> _RAW DATA_:
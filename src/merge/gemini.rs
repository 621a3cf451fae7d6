//! Gemini-backed merge implementation.
//!
//! Builds a single `generateContent` call carrying both images as inline
//! binary parts plus a fixed instruction template, and extracts the first
//! inline image from the first candidate of the response.

use crate::capture::ImageFormat;
use crate::error::{MergeError, Result};
use crate::merge::backend::MergeBackend;
use crate::merge::types::{MergeRequest, MergedImage};
use async_trait::async_trait;
use base64::Engine;
use serde::{Deserialize, Serialize};
use std::time::Instant;

/// Model used for image merging.
const MERGE_MODEL: &str = "gemini-2.5-flash-image-preview";

/// Builds the instruction sent alongside the two images.
fn merge_instruction(prompt: &str) -> String {
    format!(
        "You are an expert at creatively merging and blending images. \
         Combine the following two images based on this user instruction: \
         \"{prompt}\". The output must be a single, new image that masterfully \
         combines elements from both inputs as described."
    )
}

/// Builder for [`GeminiMerger`].
#[derive(Debug, Clone, Default)]
pub struct GeminiMergerBuilder {
    api_key: Option<String>,
}

impl GeminiMergerBuilder {
    /// Creates a new builder with default settings.
    pub fn new() -> Self {
        Self::default()
    }

    /// Sets the API key. Falls back to the `GEMINI_API_KEY` env var.
    pub fn api_key(mut self, key: impl Into<String>) -> Self {
        self.api_key = Some(key.into());
        self
    }

    /// Builds the merger, resolving the API key.
    ///
    /// A missing key is a hard failure so the process aborts at startup
    /// rather than on the first request.
    pub fn build(self) -> Result<GeminiMerger> {
        let api_key = self
            .api_key
            .or_else(|| std::env::var("GEMINI_API_KEY").ok())
            .ok_or_else(|| {
                MergeError::Auth("GEMINI_API_KEY not set and no API key provided".into())
            })?;

        Ok(GeminiMerger {
            client: reqwest::Client::new(),
            api_key,
        })
    }
}

/// Gemini image merge backend.
pub struct GeminiMerger {
    client: reqwest::Client,
    api_key: String,
}

impl GeminiMerger {
    /// Creates a new [`GeminiMergerBuilder`].
    pub fn builder() -> GeminiMergerBuilder {
        GeminiMergerBuilder::new()
    }

    async fn merge_impl(&self, request: &MergeRequest) -> Result<MergedImage> {
        request.validate()?;

        let start = Instant::now();

        let url = format!(
            "https://generativelanguage.googleapis.com/v1beta/models/{}:generateContent",
            MERGE_MODEL,
        );

        let body = GeminiRequest::from_merge_request(request);

        let response = self
            .client
            .post(&url)
            .header("x-goog-api-key", &self.api_key)
            .header("Content-Type", "application/json")
            .json(&body)
            .send()
            .await?;

        let status = response.status();
        if !status.is_success() {
            let text = response.text().await.unwrap_or_default();
            return Err(parse_upstream_error(status.as_u16(), &text));
        }

        let gemini_response: GeminiResponse = response.json().await?;

        // A blocked prompt comes back as HTTP 200 with feedback and no parts
        if let Some(ref feedback) = gemini_response.prompt_feedback {
            if let Some(ref reason) = feedback.block_reason {
                let msg = feedback
                    .block_reason_message
                    .clone()
                    .unwrap_or_else(|| format!("Prompt blocked: {}", reason));
                return Err(MergeError::ContentBlocked(msg));
            }
        }

        let candidate = gemini_response
            .candidates
            .into_iter()
            .next()
            .ok_or(MergeError::NoCandidate)?;

        let content = candidate.content.ok_or(MergeError::NoImage)?;

        // Take the first inline-data part; any text parts are ignored
        let inline_data = content
            .parts
            .into_iter()
            .find_map(|p| p.inline_data)
            .ok_or(MergeError::NoImage)?;

        let data = base64::engine::general_purpose::STANDARD
            .decode(&inline_data.data)
            .map_err(|e| MergeError::Decode(e.to_string()))?;

        let format = ImageFormat::from_mime_type(&inline_data.mime_type)
            .or_else(|| ImageFormat::from_magic_bytes(&data))
            .unwrap_or_default();

        Ok(MergedImage {
            data,
            format,
            model: Some(MERGE_MODEL.to_string()),
            duration_ms: Some(start.elapsed().as_millis() as u64),
        })
    }
}

#[async_trait]
impl MergeBackend for GeminiMerger {
    async fn merge(&self, request: &MergeRequest) -> Result<MergedImage> {
        self.merge_impl(request).await
    }

    fn model(&self) -> &str {
        MERGE_MODEL
    }

    async fn health_check(&self) -> Result<()> {
        let url = format!(
            "https://generativelanguage.googleapis.com/v1beta/models/{}",
            MERGE_MODEL,
        );

        let response = self
            .client
            .get(&url)
            .header("x-goog-api-key", &self.api_key)
            .send()
            .await?;

        match response.status().as_u16() {
            401 | 403 => Err(MergeError::Auth("Invalid API key".into())),
            s if !(200..300).contains(&s) => Err(MergeError::Api {
                status: s,
                message: "Health check failed".into(),
            }),
            _ => Ok(()),
        }
    }
}

/// Maps a non-2xx upstream response to an error, pulling the message out
/// of the JSON error envelope when one is present.
fn parse_upstream_error(status: u16, text: &str) -> MergeError {
    let message = serde_json::from_str::<serde_json::Value>(text)
        .ok()
        .and_then(|v| {
            v.get("error")
                .and_then(|e| e.get("message"))
                .and_then(|m| m.as_str())
                .map(str::to_string)
        })
        .unwrap_or_else(|| text.trim().to_string());

    if status == 429 {
        return MergeError::RateLimited;
    }
    if status == 401 || status == 403 {
        return MergeError::Auth(message);
    }
    let lower = message.to_lowercase();
    if lower.contains("safety") || lower.contains("blocked") || lower.contains("prohibited") {
        return MergeError::ContentBlocked(message);
    }
    MergeError::Api { status, message }
}

// Request/Response types
#[derive(Debug, Serialize)]
#[serde(rename_all = "camelCase")]
struct GeminiRequest {
    contents: Vec<GeminiContent>,
    generation_config: GeminiConfig,
}

#[derive(Debug, Serialize)]
struct GeminiContent {
    parts: Vec<GeminiRequestPart>,
}

/// A part in a Gemini request - can be text or inline image data.
#[derive(Debug, Serialize)]
#[serde(untagged)]
enum GeminiRequestPart {
    Text {
        text: String,
    },
    InlineData {
        #[serde(rename = "inlineData")]
        inline_data: GeminiInlineData,
    },
}

#[derive(Debug, Serialize)]
#[serde(rename_all = "camelCase")]
struct GeminiInlineData {
    mime_type: String,
    data: String,
}

#[derive(Debug, Serialize)]
#[serde(rename_all = "camelCase")]
struct GeminiConfig {
    response_modalities: Vec<String>,
}

impl GeminiRequest {
    fn from_merge_request(req: &MergeRequest) -> Self {
        let parts = vec![
            GeminiRequestPart::InlineData {
                inline_data: GeminiInlineData {
                    mime_type: req.image1.mime_type.clone(),
                    data: req.image1.base64.clone(),
                },
            },
            GeminiRequestPart::InlineData {
                inline_data: GeminiInlineData {
                    mime_type: req.image2.mime_type.clone(),
                    data: req.image2.base64.clone(),
                },
            },
            GeminiRequestPart::Text {
                text: merge_instruction(&req.prompt),
            },
        ];

        Self {
            contents: vec![GeminiContent { parts }],
            generation_config: GeminiConfig {
                response_modalities: vec!["IMAGE".to_string(), "TEXT".to_string()],
            },
        }
    }
}

#[derive(Debug, Deserialize)]
#[serde(rename_all = "camelCase")]
struct GeminiResponse {
    #[serde(default)]
    candidates: Vec<GeminiCandidate>,
    #[serde(default)]
    prompt_feedback: Option<PromptFeedback>,
}

#[derive(Debug, Deserialize)]
#[serde(rename_all = "camelCase")]
struct GeminiCandidate {
    #[serde(default)]
    content: Option<GeminiContentResponse>,
}

#[derive(Debug, Deserialize)]
#[serde(rename_all = "camelCase")]
struct PromptFeedback {
    #[serde(default)]
    block_reason: Option<String>,
    #[serde(default)]
    block_reason_message: Option<String>,
}

#[derive(Debug, Deserialize)]
struct GeminiContentResponse {
    #[serde(default)]
    parts: Vec<GeminiPartResponse>,
}

#[derive(Debug, Deserialize)]
#[serde(rename_all = "camelCase")]
struct GeminiPartResponse {
    #[serde(default)]
    inline_data: Option<InlineData>,
}

#[derive(Debug, Deserialize)]
#[serde(rename_all = "camelCase")]
struct InlineData {
    mime_type: String,
    data: String,
}

#[cfg(test)]
mod tests {
    use super::*;
    use crate::capture::EncodedImage;

    fn sample_request() -> MergeRequest {
        let img = |payload: &str| EncodedImage {
            base64: payload.into(),
            mime_type: "image/png".into(),
        };
        MergeRequest::new(img("AAAA"), img("BBBB"), "put the cat on the moon")
    }

    #[test]
    fn test_builder_with_explicit_key() {
        let merger = GeminiMerger::builder().api_key("test-key").build();
        assert!(merger.is_ok());
    }

    #[test]
    fn test_instruction_interpolates_prompt() {
        let text = merge_instruction("swap the skies");
        assert!(text.contains("\"swap the skies\""));
        assert!(text.starts_with("You are an expert at creatively merging"));
    }

    #[test]
    fn test_request_construction() {
        let req = GeminiRequest::from_merge_request(&sample_request());

        assert_eq!(req.contents.len(), 1);
        let parts = &req.contents[0].parts;
        assert_eq!(parts.len(), 3);
        assert!(matches!(parts[0], GeminiRequestPart::InlineData { .. }));
        assert!(matches!(parts[1], GeminiRequestPart::InlineData { .. }));
        assert!(matches!(parts[2], GeminiRequestPart::Text { .. }));
        assert_eq!(
            req.generation_config.response_modalities,
            vec!["IMAGE", "TEXT"]
        );
    }

    #[test]
    fn test_request_serialization_uses_camel_case() {
        let req = GeminiRequest::from_merge_request(&sample_request());
        let json = serde_json::to_value(&req).unwrap();

        assert!(json.get("generationConfig").is_some());
        assert!(json.get("generation_config").is_none());

        let part = &json["contents"][0]["parts"][0];
        assert!(part.get("inline_data").is_none());
        assert_eq!(part["inlineData"]["mimeType"], "image/png");
        assert_eq!(part["inlineData"]["data"], "AAAA");
    }

    #[test]
    fn test_response_deserialization() {
        let json = r#"{
            "candidates": [{
                "content": {
                    "parts": [
                        {"text": "Here is your merged image"},
                        {"inlineData": {"mimeType": "image/png", "data": "iVBORw0KGgo="}}
                    ]
                }
            }]
        }"#;
        let resp: GeminiResponse = serde_json::from_str(json).unwrap();
        assert_eq!(resp.candidates.len(), 1);

        let content = resp.candidates[0].content.as_ref().unwrap();
        // Text part first; selection must skip it and find the image part
        assert!(content.parts[0].inline_data.is_none());
        let inline = content.parts[1].inline_data.as_ref().unwrap();
        assert_eq!(inline.mime_type, "image/png");
    }

    #[test]
    fn test_response_with_prompt_feedback_block() {
        let json = r#"{
            "candidates": [],
            "promptFeedback": {
                "blockReason": "SAFETY",
                "blockReasonMessage": "Prompt was blocked due to safety"
            }
        }"#;
        let resp: GeminiResponse = serde_json::from_str(json).unwrap();
        assert!(resp.candidates.is_empty());
        let feedback = resp.prompt_feedback.unwrap();
        assert_eq!(feedback.block_reason.as_deref(), Some("SAFETY"));
    }

    #[test]
    fn test_parse_upstream_error() {
        let body = r#"{"error": {"message": "API key not valid", "status": "UNAUTHENTICATED"}}"#;
        assert!(matches!(
            parse_upstream_error(401, body),
            MergeError::Auth(_)
        ));
        assert!(matches!(
            parse_upstream_error(429, body),
            MergeError::RateLimited
        ));

        let err = parse_upstream_error(503, "backend overloaded");
        match err {
            MergeError::Api { status, message } => {
                assert_eq!(status, 503);
                assert_eq!(message, "backend overloaded");
            }
            other => panic!("unexpected error: {other:?}"),
        }
    }

    #[test]
    fn test_parse_upstream_error_safety_body() {
        let body = r#"{"error": {"message": "Request blocked by safety settings"}}"#;
        assert!(matches!(
            parse_upstream_error(400, body),
            MergeError::ContentBlocked(_)
        ));
    }
}
#![warn(missing_docs)]
//! imagemix - merge two images with a natural-language instruction.
//!
//! The crate wraps Google's Gemini image model behind a small proxy server
//! so the secret API key never reaches the browser. It ships the building
//! blocks for the whole flow: file encoding, the merge backend, the HTTP
//! client for the proxied endpoint, and the UI state machine the frontend
//! and CLI both follow.
//!
//! # Quick Start - server
//!
//! ```no_run
//! use imagemix::{server, GeminiMerger};
//! use std::sync::Arc;
//!
//! #[tokio::main]
//! async fn main() -> imagemix::Result<()> {
//!     let backend = Arc::new(GeminiMerger::builder().build()?);
//!     server::serve("127.0.0.1:8080".parse().unwrap(), backend).await
//! }
//! ```
//!
//! # Quick Start - client
//!
//! ```no_run
//! use imagemix::{EncodedImage, MergeClient, MergeRequest, MergedImage};
//!
//! #[tokio::main]
//! async fn main() -> imagemix::Result<()> {
//!     let image1 = EncodedImage::from_path("castle.png").await?;
//!     let image2 = EncodedImage::from_path("dragon.jpg").await?;
//!     let request = MergeRequest::new(image1, image2, "put the dragon on the castle");
//!
//!     let client = MergeClient::new("http://127.0.0.1:8080");
//!     let data_url = client.generate_merged_image(&request).await?;
//!     MergedImage::from_data_url(&data_url)?.save("merged-image.png")?;
//!     Ok(())
//! }
//! ```

pub mod capture;
pub mod client;
mod error;
pub mod merge;
pub mod server;
pub mod shell;

pub use capture::{EncodedImage, ImageFormat};
pub use client::MergeClient;
pub use error::{MergeError, Result};
pub use merge::{GeminiMerger, GeminiMergerBuilder, MergeBackend, MergeRequest, MergedImage};
pub use shell::{AppShell, ImageSlot, ShellPhase, DOWNLOAD_FILE_PREFIX};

> _ASSIGNED TASK_: Only the lines above from the one with "GeminiMergerBuilder::new()" up to and including the one with "let gemini_response: GeminiResponse" should be repeated, exactly as written.

> _ANSWER TO THIS EXERCISE_:
        GeminiMergerBuilder::new()
    }

    async fn merge_impl(&self, request: &MergeRequest) -> Result<MergedImage> {
        request.validate()?;

        let start = Instant::now();

        let url = format!(
            "https://generativelanguage.googleapis.com/v1beta/models/{}:generateContent",
            MERGE_MODEL,
        );

        let body = GeminiRequest::from_merge_request(request);

        let response = self
            .client
            .post(&url)
            .header("x-goog-api-key", &self.api_key)
            .header("Content-Type", "application/json")
            .json(&body)
            .send()
            .await?;

        let status = response.status();
        if !status.is_success() {
            let text = response.text().await.unwrap_or_default();
            return Err(parse_upstream_error(status.as_u16(), &text));
        }

        let gemini_response: GeminiResponse = response.json().await?;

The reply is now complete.